Exercise inputs Block Start

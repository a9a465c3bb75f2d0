use serde::{Deserialize, Serialize};

use crate::db_types::{Order, OrderStatusType};

/// Criteria for fetching orders. Defaults to every order, newest first.
#[derive(Debug, Clone, Serialize, Deserialize)]
pub struct OrderQueryFilter {
    pub customer_email: Option<String>,
    pub statuses: Vec<OrderStatusType>,
    pub newest_first: bool,
    pub limit: Option<i64>,
}

impl Default for OrderQueryFilter {
    fn default() -> Self {
        Self { customer_email: None, statuses: Vec::new(), newest_first: true, limit: None }
    }
}

impl OrderQueryFilter {
    pub fn with_customer_email<S: Into<String>>(mut self, email: S) -> Self {
        self.customer_email = Some(email.into());
        self
    }

    pub fn with_status(mut self, status: OrderStatusType) -> Self {
        self.statuses.push(status);
        self
    }

    pub fn with_limit(mut self, limit: i64) -> Self {
        self.limit = Some(limit);
        self
    }

    pub fn oldest_first(mut self) -> Self {
        self.newest_first = false;
        self
    }

    /// True when no WHERE clause is needed.
    pub fn is_unfiltered(&self) -> bool {
        self.customer_email.is_none() && self.statuses.is_empty()
    }
}

/// Result of a status change: the updated order, plus the status it had before the change (handlers and
/// hooks often branch on where the order came from).
#[derive(Debug, Clone, PartialEq)]
pub struct OrderChanged {
    pub order: Order,
    pub old_status: OrderStatusType,
}

impl OrderChanged {
    pub fn new(order: Order, old_status: OrderStatusType) -> Self {
        Self { order, old_status }
    }
}
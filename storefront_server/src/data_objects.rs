use serde::{Deserialize, Serialize};
use storefront_common::Cents;
use storefront_engine::db_types::{NewOrder, Order, OrderItem, OrderStatusType, PaymentMethod, ShippingAddress};

#[derive(Debug, Clone, Serialize, Deserialize)]
pub struct CustomerIdent {
    pub name: String,
    pub email: String,
}

/// Wire shape of `POST /api/orders`. Field-level validation (items, totals, address) happens in the engine;
/// this type only mirrors the request body.
#[derive(Debug, Clone, Serialize, Deserialize)]
#[serde(rename_all = "camelCase")]
pub struct NewOrderRequest {
    pub customer: CustomerIdent,
    #[serde(default)]
    pub items: Vec<OrderItem>,
    pub total: Cents,
    pub payment_method: PaymentMethod,
    pub address: ShippingAddress,
}

impl NewOrderRequest {
    pub fn into_draft(self) -> NewOrder {
        NewOrder {
            customer_name: self.customer.name,
            customer_email: self.customer.email,
            items: self.items,
            total: self.total,
            payment_method: self.payment_method,
            address: self.address,
        }
    }
}

#[derive(Debug, Clone, Serialize, Deserialize)]
pub struct UpdateStatusRequest {
    pub status: OrderStatusType,
    #[serde(default)]
    pub notes: Option<String>,
}

#[derive(Debug, Clone, Deserialize)]
pub struct CustomerOrdersQuery {
    #[serde(default)]
    pub email: Option<String>,
}

#[derive(Debug, Clone, Serialize, Deserialize)]
pub struct PlaceOrderResponse {
    pub message: String,
    pub order: Order,
}

impl PlaceOrderResponse {
    pub fn new(order: Order) -> Self {
        Self { message: "Order placed successfully".to_string(), order }
    }
}
use std::time::Duration;

use actix_web::{dev::Server, http::KeepAlive, middleware::Logger, web, App, HttpServer};
use storefront_engine::{events::EventBroadcaster, CatalogApi, CustomerApi, OrderFlowApi, SqliteDatabase};

use crate::{
    config::ServerConfig,
    errors::ServerError,
    event_stream::event_stream,
    hooks::create_ops_event_handlers,
    routes::{
        health,
        CancelOrderRoute,
        CreateProductRoute,
        DashboardStatsRoute,
        DeleteProductRoute,
        GetOrdersRoute,
        GetProductRoute,
        ListCustomersRoute,
        ListProductsRoute,
        OrderByIdRoute,
        OrdersByCustomerRoute,
        PlaceOrderRoute,
        RegisterCustomerRoute,
        UpdateOrderStatusRoute,
        UpdateProductRoute,
    },
};

pub async fn run_server(config: ServerConfig) -> Result<(), ServerError> {
    let db = if config.database_url.is_empty() {
        SqliteDatabase::new(25).await
    } else {
        SqliteDatabase::new_with_url(&config.database_url, 25).await
    }
    .map_err(|e| ServerError::InitializeError(e.to_string()))?;
    let srv = create_server_instance(config, db)?;
    srv.await.map_err(|e| ServerError::Unspecified(e.to_string()))
}

pub fn create_server_instance(config: ServerConfig, db: SqliteDatabase) -> Result<Server, ServerError> {
    let broadcaster = EventBroadcaster::new(config.event_buffer_size);
    let handlers = create_ops_event_handlers();
    let producers = handlers.producers();
    tokio::spawn(handlers.start_handlers());
    let srv = HttpServer::new(move || {
        let orders_api = OrderFlowApi::new(db.clone(), producers.clone(), broadcaster.clone());
        let catalog_api = CatalogApi::new(db.clone(), broadcaster.clone());
        let customers_api = CustomerApi::new(db.clone());
        // /orders/by-customer must register before /orders/{id} so the literal segment wins
        let api_scope = web::scope("/api")
            .service(PlaceOrderRoute::<SqliteDatabase>::new())
            .service(OrdersByCustomerRoute::<SqliteDatabase>::new())
            .service(GetOrdersRoute::<SqliteDatabase>::new())
            .service(OrderByIdRoute::<SqliteDatabase>::new())
            .service(UpdateOrderStatusRoute::<SqliteDatabase>::new())
            .service(CancelOrderRoute::<SqliteDatabase>::new())
            .service(DashboardStatsRoute::<SqliteDatabase>::new())
            .service(ListProductsRoute::<SqliteDatabase>::new())
            .service(CreateProductRoute::<SqliteDatabase>::new())
            .service(GetProductRoute::<SqliteDatabase>::new())
            .service(UpdateProductRoute::<SqliteDatabase>::new())
            .service(DeleteProductRoute::<SqliteDatabase>::new())
            .service(RegisterCustomerRoute::<SqliteDatabase>::new())
            .service(ListCustomersRoute::<SqliteDatabase>::new())
            .service(event_stream);
        App::new()
            .wrap(Logger::new("%t (%D ms) %s %a %{Host}i %U").log_target("sfs::access_log"))
            .app_data(web::Data::new(orders_api))
            .app_data(web::Data::new(catalog_api))
            .app_data(web::Data::new(customers_api))
            .app_data(web::Data::new(broadcaster.clone()))
            .service(health)
            .service(api_scope)
    })
    .keep_alive(KeepAlive::Timeout(Duration::from_secs(600)))
    .bind((config.host.as_str(), config.port))?
    .run();
    Ok(srv)
}
//! Fan-out channel for dashboard notifications.
//!
//! Every connected admin dashboard holds a receiver; a publish delivers the event to all of them, at most
//! once each. There is no persistence or replay: a subscriber that connects after a publish never sees that
//! event, and a subscriber that falls too far behind loses the oldest events it has not read. Publishing
//! never blocks and never fails the caller; mutations must already be durable by the time they are announced.

use log::*;
use tokio::sync::broadcast;

use super::DashboardEvent;

pub const DEFAULT_EVENT_CAPACITY: usize = 32;

#[derive(Clone)]
pub struct EventBroadcaster {
    sender: broadcast::Sender<DashboardEvent>,
}

impl Default for EventBroadcaster {
    fn default() -> Self {
        Self::new(DEFAULT_EVENT_CAPACITY)
    }
}

impl EventBroadcaster {
    /// `capacity` bounds the per-subscriber backlog. A subscriber that lags further than this drops events
    /// rather than stalling publishers.
    pub fn new(capacity: usize) -> Self {
        let (sender, _) = broadcast::channel(capacity);
        Self { sender }
    }

    /// Registers a new subscriber. The receiver sees every event published from this moment on.
    pub fn subscribe(&self) -> broadcast::Receiver<DashboardEvent> {
        self.sender.subscribe()
    }

    pub fn subscriber_count(&self) -> usize {
        self.sender.receiver_count()
    }

    /// Delivers `event` to every currently-connected subscriber, fire-and-forget. A publish with no
    /// subscribers is not an error; the event is simply dropped.
    pub fn publish(&self, event: DashboardEvent) {
        let topic = event.topic();
        match self.sender.send(event) {
            Ok(n) => trace!("📡️ Published {topic} to {n} subscriber(s)"),
            Err(_) => trace!("📡️ No subscribers connected; {topic} event dropped"),
        }
    }
}

#[cfg(test)]
mod test {
    use storefront_common::Cents;

    use super::*;
    use crate::api::stats::DashboardStats;

    fn stats_event(revenue: i64) -> DashboardEvent {
        DashboardEvent::StatsUpdate(DashboardStats {
            total_revenue: Cents::from(revenue),
            new_orders_count: 0,
            total_products: 0,
            recent_orders: vec![],
        })
    }

    #[tokio::test]
    async fn all_connected_subscribers_receive_the_event() {
        let broadcaster = EventBroadcaster::new(8);
        let mut rx1 = broadcaster.subscribe();
        let mut rx2 = broadcaster.subscribe();
        broadcaster.publish(stats_event(100));
        assert_eq!(rx1.recv().await.unwrap().topic(), "stats_update");
        assert_eq!(rx2.recv().await.unwrap().topic(), "stats_update");
    }

    #[tokio::test]
    async fn publishing_without_subscribers_is_not_an_error() {
        let broadcaster = EventBroadcaster::new(8);
        broadcaster.publish(stats_event(100));
        assert_eq!(broadcaster.subscriber_count(), 0);
    }

    #[tokio::test]
    async fn late_subscribers_never_see_old_events() {
        let broadcaster = EventBroadcaster::new(8);
        broadcaster.publish(stats_event(100));
        let mut rx = broadcaster.subscribe();
        broadcaster.publish(stats_event(200));
        let ev = rx.recv().await.unwrap();
        match ev {
            DashboardEvent::StatsUpdate(stats) => assert_eq!(stats.total_revenue, Cents::from(200)),
            other => panic!("Unexpected event: {other:?}"),
        }
        assert!(rx.try_recv().is_err());
    }
}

Exercise inputs Block End

- **What you have to do**
From the very first line of the records down to the line with "clause is needed.", please write out each line exactly, including both ends and no other lines.

- **Solution below**
repository a9a465c3bb75f2d0
use serde::{Deserialize, Serialize};

use crate::db_types::{Order, OrderStatusType};

/// Criteria for fetching orders. Defaults to every order, newest first.
#[derive(Debug, Clone, Serialize, Deserialize)]
pub struct OrderQueryFilter {
    pub customer_email: Option<String>,
    pub statuses: Vec<OrderStatusType>,
    pub newest_first: bool,
    pub limit: Option<i64>,
}

impl Default for OrderQueryFilter {
    fn default() -> Self {
        Self { customer_email: None, statuses: Vec::new(), newest_first: true, limit: None }
    }
}

impl OrderQueryFilter {
    pub fn with_customer_email<S: Into<String>>(mut self, email: S) -> Self {
        self.customer_email = Some(email.into());
        self
    }

    pub fn with_status(mut self, status: OrderStatusType) -> Self {
        self.statuses.push(status);
        self
    }

    pub fn with_limit(mut self, limit: i64) -> Self {
        self.limit = Some(limit);
        self
    }

    pub fn oldest_first(mut self) -> Self {
        self.newest_first = false;
        self
    }

    /// True when no WHERE clause is needed.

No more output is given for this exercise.